**Directions for this task**
Write out only the opening lines of the entries, through the line with "use std::io;".

*** Opening Data for this task ***

use super::request::{parse_request, ParsedRequest};
use super::response::write_handler_response;
use crate::binder::bind;
use crate::error::{ConfigError, SecurityError};
use crate::handler::{HandlerRequest, HandlerResponse};
use crate::ids::RequestId;
use crate::openapi::{SwaggerGenerator, SwaggerUi};
use crate::router::{RouteLookup, RouteMatch, Router};
use crate::routing::{ApiRouter, EndpointRegistry};
use crate::security::{HttpScheme, SecurityRequest};
use http::Method;
use may_minihttp::{HttpService, Request, Response};
use serde_json::Value;
use std::io;
use std::panic::{catch_unwind, AssertUnwindSafe};
use std::sync::Arc;
use std::time::Instant;
use tracing::{error, info, info_span, warn};

/// Application under construction: routers, documentation and UI.
///
/// ```
/// use brrtkit::handler::HandlerResponse;
/// use brrtkit::openapi::{SwaggerGenerator, SwaggerUi};
/// use brrtkit::routing::ApiRouter;
/// use brrtkit::server::App;
///
/// let mut health = ApiRouter::new("health");
/// health.get("/health", "health", Vec::new(), |_| Ok(HandlerResponse::text(200, "ok"))).unwrap();
///
/// let mut app = App::new();
/// app.register_router(&health).unwrap();
/// let service = app
///     .with_docs(SwaggerGenerator::new("Demo"), Some(SwaggerUi::new("/docs", "/openapi.json")))
///     .unwrap()
///     .into_service()
///     .unwrap();
/// assert_eq!(service.registry().len(), 1);
/// ```
#[derive(Debug, Default)]
pub struct App {
    registry: EndpointRegistry,
    generator: Option<SwaggerGenerator>,
    swagger_ui: Option<SwaggerUi>,
}

impl App {
    pub fn new() -> Self {
        Self::default()
    }

    /// Register every endpoint of `router`, nested routers included.
    ///
    /// # Errors
    ///
    /// Any [`ConfigError`] raised while resolving the routes, or
    /// [`ConfigError::DuplicateRoute`].
    pub fn register_router(&mut self, router: &ApiRouter) -> Result<&mut Self, ConfigError> {
        let count = self.registry.register_router(router)?;
        info!(router = %router.name(), endpoints = count, "Router registered");
        Ok(self)
    }

    /// Serve the generated document at the generator's URL and, optionally,
    /// Swagger UI.
    ///
    /// # Errors
    ///
    /// [`ConfigError::Template`] when the UI shell cannot be rendered.
    pub fn with_docs(
        mut self,
        generator: SwaggerGenerator,
        swagger_ui: Option<SwaggerUi>,
    ) -> Result<Self, ConfigError> {
        if let Some(ui) = &swagger_ui {
            ui.render_index()?;
        }
        self.generator = Some(generator);
        self.swagger_ui = swagger_ui;
        Ok(self)
    }

    pub fn registry(&self) -> &EndpointRegistry {
        &self.registry
    }

    /// Compile the route table and freeze the application.
    ///
    /// # Errors
    ///
    /// [`ConfigError::InvalidRule`] when a rule cannot be compiled.
    pub fn into_service(self) -> Result<AppService, ConfigError> {
        let router = Router::new(&self.registry)?;
        Ok(AppService {
            state: Arc::new(AppState {
                registry: self.registry,
                router,
                generator: self.generator,
                swagger_ui: self.swagger_ui,
            }),
        })
    }
}

#[derive(Debug)]
struct AppState {
    registry: EndpointRegistry,
    router: Router,
    generator: Option<SwaggerGenerator>,
    swagger_ui: Option<SwaggerUi>,
}

/// Immutable, cheaply cloned service shared by the connection coroutines.
#[derive(Debug, Clone)]
pub struct AppService {
    state: Arc<AppState>,
}

impl AppService {
    pub fn registry(&self) -> &EndpointRegistry {
        &self.state.registry
    }

    /// The current OpenAPI document, when documentation is enabled.
    pub fn openapi(&self) -> Option<Value> {
        self.state
            .generator
            .as_ref()
            .map(|g| g.generate(&self.state.registry))
    }

    /// Handle one parsed request.
    ///
    /// Order: documentation routes, route matching (400/404/405), security
    /// (401/403), binding and validation (422), then the handler. Handler
    /// errors and panics become 500.
    pub fn handle(&self, req: ParsedRequest) -> HandlerResponse {
        let request_id = RequestId::from_header_or_new(req.get_header("x-request-id"));
        let span = info_span!(
            "request",
            request_id = %request_id,
            method = %req.method,
            path = %req.path
        );
        let _entered = span.enter();
        let start = Instant::now();

        let response = self.dispatch(request_id, req);

        info!(
            status = response.status,
            duration_us = start.elapsed().as_micros() as u64,
            "Request completed"
        );
        response
    }

    fn dispatch(&self, request_id: RequestId, req: ParsedRequest) -> HandlerResponse {
        if req.method == "GET" {
            if let Some(generator) = &self.state.generator {
                if req.path == generator.documentation_url() {
                    return HandlerResponse::json(200, &generator.generate(&self.state.registry));
                }
            }
            if let Some(res) = self.state.swagger_ui.as_ref().and_then(|ui| ui.serve(&req.path)) {
                return res;
            }
        }

        let Ok(method) = req.method.parse::<Method>() else {
            return HandlerResponse::error(400, "Bad Request");
        };
        let route_match = match self.state.router.route(&method, &req.path) {
            RouteLookup::Matched(m) => m,
            RouteLookup::MethodNotAllowed(allowed) => {
                let allow = allowed
                    .iter()
                    .map(Method::as_str)
                    .collect::<Vec<_>>()
                    .join(", ");
                return HandlerResponse::error(405, "Method Not Allowed")
                    .with_header("Allow", allow);
            }
            RouteLookup::MalformedPath(name) => {
                let detail = format!("path parameter '{name}' is not valid UTF-8");
                return HandlerResponse::error(400, detail);
            }
            RouteLookup::NotFound => return HandlerResponse::error(404, "Not Found"),
        };

        let claims = match authorize(&route_match, &req) {
            Ok(claims) => claims,
            Err(res) => return res,
        };

        let spec = &route_match.endpoint.spec;
        let args = match bind(spec, &req, &route_match.path_params) {
            Ok(args) => args,
            Err(errors) => {
                warn!(
                    operation = %spec.operation,
                    errors = ?errors.errors,
                    "Request validation failed"
                );
                return HandlerResponse::json(422, &errors.to_json());
            }
        };

        let ParsedRequest {
            path,
            headers,
            cookies,
            query,
            body,
            ..
        } = req;
        let handler_req = HandlerRequest {
            request_id,
            method,
            path,
            operation: spec.operation.clone(),
            args,
            headers,
            cookies,
            query,
            raw_body: body,
            claims,
        };

        let handler = &route_match.endpoint.handler;
        match catch_unwind(AssertUnwindSafe(|| handler(handler_req))) {
            Ok(Ok(res)) => res,
            Ok(Err(e)) => {
                error!(operation = %spec.operation, error = %e, "Handler failed");
                HandlerResponse::error(500, "Internal Server Error")
            }
            Err(panic) => {
                let message = panic
                    .downcast_ref::<&str>()
                    .map(|s| s.to_string())
                    .or_else(|| panic.downcast_ref::<String>().cloned())
                    .unwrap_or_else(|| "unknown panic".to_string());
                error!(operation = %spec.operation, panic = %message, "Handler panicked");
                HandlerResponse::error(500, "Internal Server Error")
            }
        }
    }
}

/// Run the endpoint's security scheme, if any.
fn authorize(
    route_match: &RouteMatch,
    req: &ParsedRequest,
) -> Result<Option<Value>, HandlerResponse> {
    let Some(scheme) = &route_match.endpoint.spec.security else {
        return Ok(None);
    };
    scheme.authorize(&SecurityRequest::from(req)).map_err(|e| {
        warn!(
            operation = %route_match.endpoint.spec.operation,
            scheme_name = %scheme.scheme_name(),
            error = %e,
            "Authorization failed"
        );
        let res = HandlerResponse::error(e.status(), e.to_string());
        match (&e, scheme.scheme()) {
            (SecurityError::Forbidden(_), _) => res,
            (_, HttpScheme::Basic) => res.with_header("WWW-Authenticate", "Basic"),
            (_, HttpScheme::Bearer) => res.with_header("WWW-Authenticate", "Bearer"),
        }
    })
}

impl HttpService for AppService {
    fn call(&mut self, req: Request, res: &mut Response) -> io::Result<()> {
        let response = match parse_request(req) {
            Ok(parsed) => self.handle(parsed),
            Err(e) => {
                warn!(error = %e, "Request body could not be read");
                HandlerResponse::error(400, "Bad Request")
            }
        };
        write_handler_response(res, response);
        Ok(())
    }
}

*** Closing Data for this task ***

**Problem solution**
use super::request::{parse_request, ParsedRequest};
use super::response::write_handler_response;
use crate::binder::bind;
use crate::error::{ConfigError, SecurityError};
use crate::handler::{HandlerRequest, HandlerResponse};
use crate::ids::RequestId;
use crate::openapi::{SwaggerGenerator, SwaggerUi};
use crate::router::{RouteLookup, RouteMatch, Router};
use crate::routing::{ApiRouter, EndpointRegistry};
use crate::security::{HttpScheme, SecurityRequest};
use http::Method;
use may_minihttp::{HttpService, Request, Response};
use serde_json::Value;
use std::io;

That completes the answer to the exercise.